I also know that I can buy, like, twenty billion Pop Tarts for a quarter but that's not going to stop me from halving this recipe and making my own. But, yeah, thanks for pointing that out. *eyeroll*

I did make a few changes to the recipe. I'm not a brown sugar and cinnamon person. I'm more of a jam fan.

Speaking of which, hot damn, that's my jam! (So not kidding. Leff and I canned a dozen jars of Damson plum jam last fall.)

Another change: I made a template instead of using a ruler.

Although, as you'll see later, it still didn't help me to cut a straight line.

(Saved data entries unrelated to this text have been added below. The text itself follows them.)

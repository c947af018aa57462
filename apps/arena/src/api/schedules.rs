//! Weekly training schedules.

use super::AppState;
use super::auth::CurrentUser;
use super::response::{ApiError, ApiJson, created, ok, parse_id};
use arena_core::{FacilityId, Schedule, ScheduleDraft, ScheduleId, Session, UserId};
use axum::Extension;
use axum::extract::{Path, State};
use axum::response::Response;
use serde::Serialize;
use serde_json::json;
use tracing::info;

#[derive(Debug, Serialize)]
pub struct CreatedSchedule {
    pub schedule: Schedule,
    pub sessions: Vec<Session>,
}

/// POST /api/v1/schedules
///
/// The caller must be a trainer; the schedule is theirs.
pub async fn create(
    State(state): State<AppState>,
    Extension(caller): Extension<CurrentUser>,
    ApiJson(draft): ApiJson<ScheduleDraft>,
) -> Result<Response, ApiError> {
    if !caller.is_trainer() {
        return Err(ApiError::forbidden());
    }
    let trainer_id = caller.id();
    let (schedule, sessions) = state
        .run(move |store| store.create_schedule(trainer_id, draft))
        .await?;
    info!(
        schedule = %schedule.id,
        trainer = %trainer_id,
        weekday = schedule.weekday,
        sessions = sessions.len(),
        "schedule created"
    );
    Ok(created(CreatedSchedule { schedule, sessions }))
}

/// DELETE /api/v1/schedules/{id}
pub async fn remove(
    State(state): State<AppState>,
    Extension(caller): Extension<CurrentUser>,
    Path(id): Path<String>,
) -> Result<Response, ApiError> {
    let id: ScheduleId = parse_id(&id, "schedule")?;
    let schedule = state.run(move |store| store.schedule(id)).await?;
    caller.require_self_or_admin(schedule.trainer_id)?;
    let canceled = state.run(move |store| store.delete_schedule(id)).await?;
    info!(schedule = %id, canceled, by = %caller.id(), "schedule deleted");
    Ok(ok(json!({ "canceled_sessions": canceled })))
}

/// GET /api/v1/schedules/trainer/{id}
pub async fn for_trainer(
    State(state): State<AppState>,
    Path(id): Path<String>,
) -> Result<Response, ApiError> {
    let trainer_id: UserId = parse_id(&id, "trainer")?;
    let schedules = state
        .run(move |store| store.schedules_for_trainer(trainer_id))
        .await?;
    Ok(ok(schedules))
}

/// GET /api/v1/schedules/facility/{id}
pub async fn for_facility(
    State(state): State<AppState>,
    Path(id): Path<String>,
) -> Result<Response, ApiError> {
    let facility_id: FacilityId = parse_id(&id, "facility")?;
    let schedules = state
        .run(move |store| store.schedules_for_facility(facility_id))
        .await?;
    Ok(ok(schedules))
}
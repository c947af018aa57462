//! Penalties and the credit-score bookkeeping that goes with them.

use super::{BOOKINGS, FACILITIES, PENALTIES, SESSIONS, Store, USERS, load, require, save, scan};
use crate::booking::Booking;
use crate::error::{Error, Result};
use crate::facility::Facility;
use crate::penalty::{Penalty, PenaltyDraft};
use crate::primitives::{PenaltyId, UserId};
use crate::session::Session;
use crate::user::User;
use chrono::NaiveDate;
use redb::ReadTransaction;
use serde::Serialize;

/// A penalty with the names and dates a listing shows next to it.
#[derive(Debug, Clone, PartialEq, Eq, Serialize)]
pub struct PenaltyView {
    #[serde(flatten)]
    pub penalty: Penalty,
    pub user_name: String,
    pub facility_name: Option<String>,
    pub booking_date: Option<NaiveDate>,
    pub session_date: Option<NaiveDate>,
    pub context_info: String,
}

impl Store {
    /// Record a penalty given by `given_by` and deduct its points.
    pub fn give_penalty(&self, draft: PenaltyDraft, given_by: UserId) -> Result<Penalty> {
        let penalty = draft.into_penalty(given_by, self.clock.now_utc())?;
        let stamp = penalty.created_at;
        self.write(|txn| {
            let mut users = txn.open_table(USERS)?;
            let mut user: User = require(&users, penalty.user_id.as_bytes(), "user")?;
            if let Some(id) = penalty.booking_id {
                let _: Booking = require(&txn.open_table(BOOKINGS)?, id.as_bytes(), "booking")?;
            }
            if let Some(id) = penalty.session_id {
                let _: Session = require(&txn.open_table(SESSIONS)?, id.as_bytes(), "session")?;
            }
            user.credit_score = user
                .credit_score
                .checked_sub(penalty.deduction())
                .ok_or_else(|| Error::conflict("credit score out of range"))?;
            user.updated_at = stamp;
            save(&mut users, user.id.as_bytes(), &user)?;
            let mut penalties = txn.open_table(PENALTIES)?;
            save(&mut penalties, penalty.id.as_bytes(), &penalty)?;
            Ok(())
        })?;
        Ok(penalty)
    }

    pub fn penalty(&self, id: PenaltyId) -> Result<Penalty> {
        self.read(|txn| require(&txn.open_table(PENALTIES)?, id.as_bytes(), "penalty"))
    }

    /// Delete a penalty and give its points back.
    pub fn revoke_penalty(&self, id: PenaltyId) -> Result<Penalty> {
        let stamp = self.clock.now_utc();
        self.write(|txn| {
            let mut penalties = txn.open_table(PENALTIES)?;
            let penalty: Penalty = require(&penalties, id.as_bytes(), "penalty")?;
            penalties.remove(id.as_bytes().as_slice())?;
            let mut users = txn.open_table(USERS)?;
            // The user may be gone; the penalty is still removed.
            if let Some(mut user) = load::<User>(&users, penalty.user_id.as_bytes())? {
                user.credit_score = user
                    .credit_score
                    .checked_add(penalty.deduction())
                    .ok_or_else(|| Error::conflict("credit score out of range"))?;
                user.updated_at = stamp;
                save(&mut users, user.id.as_bytes(), &user)?;
            }
            Ok(penalty)
        })
    }

    pub fn penalties_for_user(&self, id: UserId) -> Result<Vec<PenaltyView>> {
        self.penalty_views(|p| p.user_id == id)
    }

    pub fn penalties_given_by(&self, id: UserId) -> Result<Vec<PenaltyView>> {
        self.penalty_views(|p| p.given_by_id == id)
    }

    /// Penalties created within `[start, end]` (UTC dates).
    pub fn penalties_between(&self, start: NaiveDate, end: NaiveDate) -> Result<Vec<PenaltyView>> {
        if end < start {
            return Err(Error::validation("end must not be before start"));
        }
        self.penalty_views(|p| {
            let day = p.created_at.date_naive();
            day >= start && day <= end
        })
    }

    /// Newest first, each enriched with context.
    fn penalty_views(&self, keep: impl Fn(&Penalty) -> bool) -> Result<Vec<PenaltyView>> {
        self.read(|txn| {
            let mut penalties: Vec<Penalty> = scan::<Penalty>(&txn.open_table(PENALTIES)?)?
                .into_iter()
                .filter(|p| keep(p))
                .collect();
            penalties.sort_by(|a, b| b.created_at.cmp(&a.created_at));
            penalties
                .into_iter()
                .map(|p| enrich(txn, p))
                .collect()
        })
    }
}

fn enrich(txn: &ReadTransaction, penalty: Penalty) -> Result<PenaltyView> {
    let users = txn.open_table(USERS)?;
    let facilities = txn.open_table(FACILITIES)?;
    let user_name = load::<User>(&users, penalty.user_id.as_bytes())?
        .map(|u| u.full_name())
        .unwrap_or_default();

    let booking: Option<Booking> = match penalty.booking_id {
        Some(id) => load(&txn.open_table(BOOKINGS)?, id.as_bytes())?,
        None => None,
    };
    let session: Option<Session> = match penalty.session_id {
        Some(id) => load(&txn.open_table(SESSIONS)?, id.as_bytes())?,
        None => None,
    };
    let facility_id = booking
        .as_ref()
        .map(|b| b.facility_id)
        .or(session.as_ref().map(|s| s.facility_id));
    let facility_name = match facility_id {
        Some(id) => load::<Facility>(&facilities, id.as_bytes())?.map(|f| f.name),
        None => None,
    };

    let context_info = match (&booking, &session, &facility_name) {
        (Some(b), _, Some(name)) => format!("booking at {name} on {} {}", b.date, b.range()),
        (_, Some(s), Some(name)) => format!("session at {name} on {} {}", s.date, s.range()),
        (Some(b), _, None) => format!("booking on {}", b.date),
        (_, Some(s), None) => format!("session on {}", s.date),
        _ => String::from("general"),
    };

    Ok(PenaltyView {
        user_name,
        facility_name,
        booking_date: booking.map(|b| b.date),
        session_date: session.map(|s| s.date),
        context_info,
        penalty,
    })
}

To construct regular Pop Tarts, start with 1) a well greased cookie sheet 2) an egg washed piece of dough with jam in the middle. (Where it at? In the middle.)

Another piece of dough goes on top of the first. Smoosh a circle around the filling with your fingers to kinda' make a "pocket of flavor". Then fork the edges and make holes in the top pastry slice to vent the tarts during baking.

Oh, an egg wash on top would also be nice.

After about 30 minutes in a 350 degree oven, you'll get some Pop Tarts that are nice enough. A bit on the Sarah plain and tall side though, amiright? (Alternate Sarah, Plain and Tall reference. Relevant part starts at 8:27.)

That's why I decided to *tart* them up. (Do you see what I did there with the word "tart"? huh huh huh)

While waiting on the Pop Tarts to cool, I made a Lady Gaga stencil.

If you want to make a bland toaster pastry into a Pop Tart Pop Tart, you can do the same. Or, you know, go with Britney or early Madonna or, godforbid, Ke$ha. You get the idea.

If you stencil a Gaga, make sure that you have an appropriate prop. Like, say, Kermit the Frog.

Maybe a jar of Miracle Whip or possibly a nitro fueled funny bra.

Related to stenciled food, I've got another card contest at Suspect and Fugitive. Details are here. Go enter! But don't send me your bad romance because, oh my god, that's something that I really, really, really don't want.


  1. OMg, this is a 37 confections and a suspect and fugitive all in one! Now draw a picture of it and make it a stupid fucking awesome as well ;-)

  2. haha!

    how many times can you do crossovers with yourself before it's considered illegal? ;D

  3. I don't think anyone has ever tested those limits before. Be a maverick!

  4. wouldn't i have to rescind my mavericky ways a la mccain eventually? is it really worth it? ;D

  5. (i think i have something in my eye. i keep winking at you.)